Friday Cocktails: The Moonwalk
I grew up on the south side of Chicago, just down the street from the Museum of Science and Industry, which — if you're a particularly nerdy kid between the ages of two and thirteen — is nothing less than an earthly manifestation of heaven. There's a simulation coal mine, a yellow-lit incubator housing dozens of fluffy chicks, and down a darkened corridor lined with automated dioramas of a Victorian-era circus, there's an entire wing dedicated to space travel. Any childhood visit to the museum demanded a stop to see moon rocks and space suits; even more importantly, to go to the astronomy-themed gift shop in order to buy my very favorite treat: astronaut ice cream. At the same time both dry and creamy, strange and familiar, the opportunity to eat these Neapolitan bricks at my leisure seemed a fair reward for the risk astronauts took on, hurtling outside the atmosphere strapped to a tremendous fire-breathing rocket.

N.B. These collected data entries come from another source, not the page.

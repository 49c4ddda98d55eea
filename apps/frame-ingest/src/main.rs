//! Frame Ingest Binary
//!
//! Streams events from a WebSocket source into the remote engine.
//!
//! # Usage
//!
//! ```bash
//! cargo run --bin frame-ingest
//! ```
//!
//! # Environment Variables
//!
//! All options use the `FRAME_INGEST_` prefix; unknown keys are rejected.
//!
//! - `FRAME_INGEST_SERVER`: engine address (default: localhost:50051)
//! - `FRAME_INGEST_STREAM_URL`: event source (default: ws://127.0.0.1:8080)
//! - `FRAME_INGEST_BATCH_SIZE`: events per flush (default: 1000)
//! - `FRAME_INGEST_WINDOW_SIZE`: rolling window capacity (default: 1000)
//! - `FRAME_INGEST_SINK_DIR`: write each flushed batch to Parquet (default: unset)
//! - `FRAME_INGEST_HEALTH_PORT`: health/metrics HTTP port, 0 disables (default: 8083)
//! - `OTEL_ENABLED`: Enable OpenTelemetry (default: false)
//! - `OTEL_EXPORTER_OTLP_ENDPOINT`: OTLP endpoint (default: <http://localhost:4317>)
//! - `RUST_LOG`: Log filter (default: `frame_ingest=<LOG_LEVEL>`)

use std::sync::Arc;

use anyhow::Context;
use frame_ingest::infrastructure::health::{HealthServer, HealthServerState};
use frame_ingest::infrastructure::telemetry;
use frame_ingest::{
    DatasetClient, IngestConfig, IngestPipeline, ResilientEventStream, StreamTermination,
    TelemetryConfig, WebSocketSource, init_metrics,
};
use tokio::signal;
use tokio_util::sync::CancellationToken;

#[tokio::main]
async fn main() -> anyhow::Result<()> {
    rustls::crypto::ring::default_provider()
        .install_default()
        .map_err(|_| anyhow::anyhow!("failed to install rustls crypto provider"))?;

    load_dotenv();

    let config = IngestConfig::from_env().context("invalid configuration")?;

    let _telemetry_guard = telemetry::init(&TelemetryConfig::from_env(&config.client.log_level))
        .context("failed to initialize telemetry")?;

    tracing::info!("Starting Frame Ingest");

    if let Err(e) = init_metrics() {
        tracing::warn!(error = %e, "Prometheus recorder not installed");
    }

    log_config(&config);

    let shutdown_token = CancellationToken::new();

    let client = Arc::new(
        DatasetClient::connect(&config.client)
            .await
            .context("failed to connect to engine")?,
    );

    let stream = ResilientEventStream::new(
        WebSocketSource::new(config.stream.url.clone()),
        config.event_stream(),
        shutdown_token.clone(),
    );
    let mut pipeline = IngestPipeline::new(Arc::clone(&client), config.pipeline_config());

    if config.server.health_port != 0 {
        let health_state = Arc::new(HealthServerState::new(
            env!("CARGO_PKG_VERSION").to_string(),
            stream.status(),
            pipeline.counters(),
            Arc::clone(&client),
        ));
        let health_server = HealthServer::new(
            config.server.health_port,
            health_state,
            shutdown_token.clone(),
        );
        tokio::spawn(async move {
            if let Err(e) = health_server.run().await {
                tracing::error!(error = %e, "Health server error");
            }
        });
    }

    tokio::spawn(await_shutdown(shutdown_token.clone()));

    tracing::info!("Frame ingest ready");

    match pipeline.run_stream(stream).await {
        Ok(report) => {
            tracing::info!(
                events = report.events,
                flushes = report.flushes,
                flushed_events = report.flushed_events,
                pending = report.pending,
                "Event stream finished"
            );
            if let Some(StreamTermination::GaveUp { attempts, .. }) = report.termination {
                tracing::error!(attempts, "Event source unreachable");
            }
        }
        Err(e) => tracing::error!(error = %e, "Ingestion stopped"),
    }

    match pipeline.flush().await {
        Ok(Some(receipt)) => tracing::info!(events = receipt.events, "Final batch flushed"),
        Ok(None) => {}
        Err(e) => tracing::error!(
            error = %e,
            pending = pipeline.pending(),
            "Final flush failed"
        ),
    }

    shutdown_token.cancel();
    let report = client.close().await;
    tracing::info!(
        handles_dropped = report.handles_dropped,
        drop_failures = report.drop_failures,
        heartbeats_stopped = report.heartbeats_stopped,
        heartbeats_aborted = report.heartbeats_aborted,
        "Frame ingest stopped"
    );
    Ok(())
}

/// Load .env file from current directory or any ancestor directory.
fn load_dotenv() {
    if dotenvy::dotenv().is_ok() {
        return;
    }

    if let Ok(cwd) = std::env::current_dir() {
        let mut dir = cwd.as_path();
        while let Some(parent) = dir.parent() {
            let env_path = parent.join(".env");
            if env_path.exists() {
                let _ = dotenvy::from_path(&env_path);
                return;
            }
            dir = parent;
        }
    }
}

/// Log the parsed configuration.
fn log_config(config: &IngestConfig) {
    tracing::info!(
        server = %config.client.server,
        pool_size = config.client.pool_size,
        max_concurrent = config.client.max_concurrent,
        stream_url = %config.stream.url,
        batch_size = config.pipeline.batch_size,
        window_size = config.pipeline.window_size,
        per_symbol = config.pipeline.per_symbol,
        health_port = config.server.health_port,
        "Configuration loaded"
    );
}

/// Wait for shutdown signal (SIGTERM or SIGINT).
#[allow(clippy::expect_used)]
async fn await_shutdown(shutdown_token: CancellationToken) {
    let ctrl_c = async {
        signal::ctrl_c()
            .await
            .expect("signal handler installation is critical for graceful shutdown");
    };

    #[cfg(unix)]
    let terminate = async {
        signal::unix::signal(signal::unix::SignalKind::terminate())
            .expect("SIGTERM handler installation is critical for graceful shutdown")
            .recv()
            .await;
    };

    #[cfg(not(unix))]
    let terminate = std::future::pending::<()>();

    tokio::select! {
        () = ctrl_c => {
            tracing::info!("Received Ctrl+C, initiating shutdown");
        }
        () = terminate => {
            tracing::info!("Received SIGTERM, initiating shutdown");
        }
        () = shutdown_token.cancelled() => return,
    }

    shutdown_token.cancel();
}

Sadly, actual astronauts never got to eat astronaut ice cream while they were up in space — the freeze-dried chunks are far too crumbly for zero-gravity — but that doesn't mean they don't get their own treats. When Neil Armstrong and Buzz Aldrin returned from their legendary moon landing in 1969, they were met by President Nixon and three weeks of quarantine; after that, they had their very first drinks back on Earth: tall, bubbly glasses of Moonwalk, a cocktail invented in their honor by legendary Savoy barman Joe Gilmore. With contrasting citrus flavors of grapefruit juice and orange liqueur, a few drops of rosewater for smoothness, and a very effervescent booster from a Champagne top, it's exactly the kind of thing you'd want to drink after coming back home from a trip to the moon. It's also not bad as an after-dinner palate cleanser, or as a more nuanced alternative to a Mimosa on weekend mornings — and from experience, I can confirm that it goes surprisingly well as a pairing for freeze-dried ice cream.